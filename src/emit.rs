//! Emission of generated suite files and task configuration.
//!
//! | Module | Output |
//! |--------|--------|
//! | [`suite_file`] | `{config_dir}/{sub_suite}.yml`, one per suite plus `{suite}_misc.yml` |
//! | [`task_config`] | `{config_dir}/{task}.json`, the task graph for the CI system |

pub mod suite_file;
pub mod task_config;

pub use suite_file::{SelectorUpdate, SuiteDefinition, misc_suite_name, sub_suite_names};
pub use task_config::{EvergreenConfig, TaskConfigGenerator, write_task_config};

use std::path::PathBuf;

/// Errors that can occur while emitting configuration.
#[derive(Debug, thiserror::Error)]
pub enum EmitError {
    /// A source file could not be read.
    #[error("Failed to read {path}: {message}")]
    Read { path: PathBuf, message: String },

    /// A source suite definition is not valid YAML.
    #[error("Failed to parse {path}: {message}")]
    Parse { path: PathBuf, message: String },

    /// A suite definition has no `selector` mapping to rewrite.
    #[error("Suite definition {path} has no selector mapping")]
    MissingSelector { path: PathBuf },

    /// An output file could not be written.
    #[error("Failed to write {path}: {message}")]
    Write { path: PathBuf, message: String },

    /// A document could not be serialized.
    #[error("Serialization error: {0}")]
    Serialize(String),

    /// A dependency pattern could not be compiled.
    #[error("Invalid dependency pattern: {0}")]
    Pattern(String),
}

/// Result type for emit operations.
pub type EmitResult<T> = std::result::Result<T, EmitError>;

pub(crate) fn write_file(path: PathBuf, content: &str) -> EmitResult<PathBuf> {
    std::fs::write(&path, content).map_err(|e| EmitError::Write {
        path: path.clone(),
        message: e.to_string(),
    })?;
    Ok(path)
}
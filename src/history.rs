//! Historical test statistics sources.
//!
//! This module defines the interface to the CI analytics service that
//! reports how long each test took in previous runs of a task. The
//! generator only ever talks to a [`StatsSource`], which keeps the
//! partitioning logic testable without network access.
//!
//! # Architecture
//!
//! ```text
//! ┌─────────────────────────────────────────────────────────────┐
//! │                        StatsSource                           │
//! │                                                              │
//! │  test_stats(&StatsQuery) ──────► Vec<TestStatsRecord>        │
//! │  tasks_by_build_id(build) ─────► Vec<BuildTask>              │
//! └─────────────────────────────────────────────────────────────┘
//! ```
//!
//! # Built-in Sources
//!
//! | Source | Module | Description |
//! |--------|--------|-------------|
//! | Evergreen | [`evergreen`] | Evergreen REST v2 `test_stats` endpoint |
//!
//! # Error Handling
//!
//! All operations return [`HistoryResult<T>`]. The
//! [`HistoryError::ServiceUnavailable`] variant is special: callers treat it
//! as a transient condition and fall back to runtime-agnostic partitioning.
//! Every other variant is fatal.

pub mod evergreen;

use async_trait::async_trait;
use chrono::{DateTime, Duration, NaiveDate, Utc};
use serde::{Deserialize, Serialize};

/// Result type for statistics operations.
pub type HistoryResult<T> = Result<T, HistoryError>;

/// Errors that can occur while fetching historical statistics.
#[derive(Debug, thiserror::Error)]
pub enum HistoryError {
    /// The service reported that it is temporarily unavailable (HTTP 503).
    ///
    /// Recovered locally by the generator.
    #[error("Statistics service unavailable: {0}")]
    ServiceUnavailable(String),

    /// The service answered with an unexpected status code.
    #[error("Statistics request failed with status {status}: {message}")]
    Status { status: u16, message: String },

    /// The request could not be sent or the connection failed.
    #[error("Failed to reach statistics service: {0}")]
    Request(String),

    /// The response body could not be decoded.
    #[error("Failed to decode statistics response: {0}")]
    Decode(String),

    /// Client credentials or endpoint configuration are unusable.
    #[error("Invalid statistics client configuration: {0}")]
    Config(String),
}

impl HistoryError {
    /// Returns true for the transient condition that triggers the fallback path.
    pub fn is_service_unavailable(&self) -> bool {
        matches!(self, HistoryError::ServiceUnavailable(_))
    }
}

/// One raw statistics record as reported by the service.
///
/// `test_file` is either a test path or a hook record of the form
/// `<test_name>:<hook_name>`.
#[derive(Debug, Clone, PartialEq, Serialize, Deserialize)]
pub struct TestStatsRecord {
    /// Test file or hook identifier, using the separator of the reporting host.
    pub test_file: String,

    /// Average duration of passing executions, in seconds.
    #[serde(default)]
    pub avg_duration_pass: f64,

    /// Number of passing executions contributing to the average.
    #[serde(default)]
    pub num_pass: u64,
}

impl TestStatsRecord {
    /// Creates a record.
    pub fn new(test_file: impl Into<String>, avg_duration_pass: f64, num_pass: u64) -> Self {
        Self {
            test_file: test_file.into(),
            avg_duration_pass,
            num_pass,
        }
    }
}

/// A task already scheduled in the current build.
#[derive(Debug, Clone, PartialEq, Eq, Serialize, Deserialize)]
pub struct BuildTask {
    /// Display name of the task, e.g. `auth_0_linux`.
    pub display_name: String,
}

/// Parameters for a statistics request.
#[derive(Debug, Clone, PartialEq, Eq)]
pub struct StatsQuery {
    /// Project whose history is analyzed.
    pub project: String,

    /// First day included in the window.
    pub after_date: NaiveDate,

    /// Last day included in the window.
    pub before_date: NaiveDate,

    /// Tasks to include.
    pub tasks: Vec<String>,

    /// Build variants to include.
    pub variants: Vec<String>,

    /// Number of days aggregated into each returned record.
    pub group_num_days: i64,
}

impl StatsQuery {
    /// Builds a query covering the `days` days that end at `end`.
    ///
    /// Results are grouped per test over the whole window.
    pub fn for_window(
        project: impl Into<String>,
        task: impl Into<String>,
        variant: impl Into<String>,
        end: DateTime<Utc>,
        days: i64,
    ) -> Self {
        let start = end - Duration::days(days);
        Self {
            project: project.into(),
            after_date: start.date_naive(),
            before_date: end.date_naive(),
            tasks: vec![task.into()],
            variants: vec![variant.into()],
            group_num_days: (end - start).num_days(),
        }
    }

    /// Query parameters in the form the REST endpoint expects.
    pub fn to_params(&self) -> Vec<(&'static str, String)> {
        vec![
            ("after_date", self.after_date.format("%Y-%m-%d").to_string()),
            ("before_date", self.before_date.format("%Y-%m-%d").to_string()),
            ("tasks", self.tasks.join(",")),
            ("variants", self.variants.join(",")),
            ("group_by", "test".to_string()),
            ("group_num_days", self.group_num_days.to_string()),
        ]
    }
}

/// Source of historical test runtimes and build metadata.
///
/// Implementations must be `Send + Sync` so they can be held by the
/// generator across await points.
#[async_trait]
pub trait StatsSource: Send + Sync {
    /// Fetches per-test statistics for the given query.
    ///
    /// An empty vector means the task has no history (e.g. a new suite).
    async fn test_stats(&self, query: &StatsQuery) -> HistoryResult<Vec<TestStatsRecord>>;

    /// Lists the tasks already scheduled in the given build.
    async fn tasks_by_build_id(&self, build_id: &str) -> HistoryResult<Vec<BuildTask>>;

    /// Name of the source, for logging.
    fn name(&self) -> &str;
}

*****

What you need to do: Tell how many lines in the records above contain "content", giving the number and no other words.

Reply: 2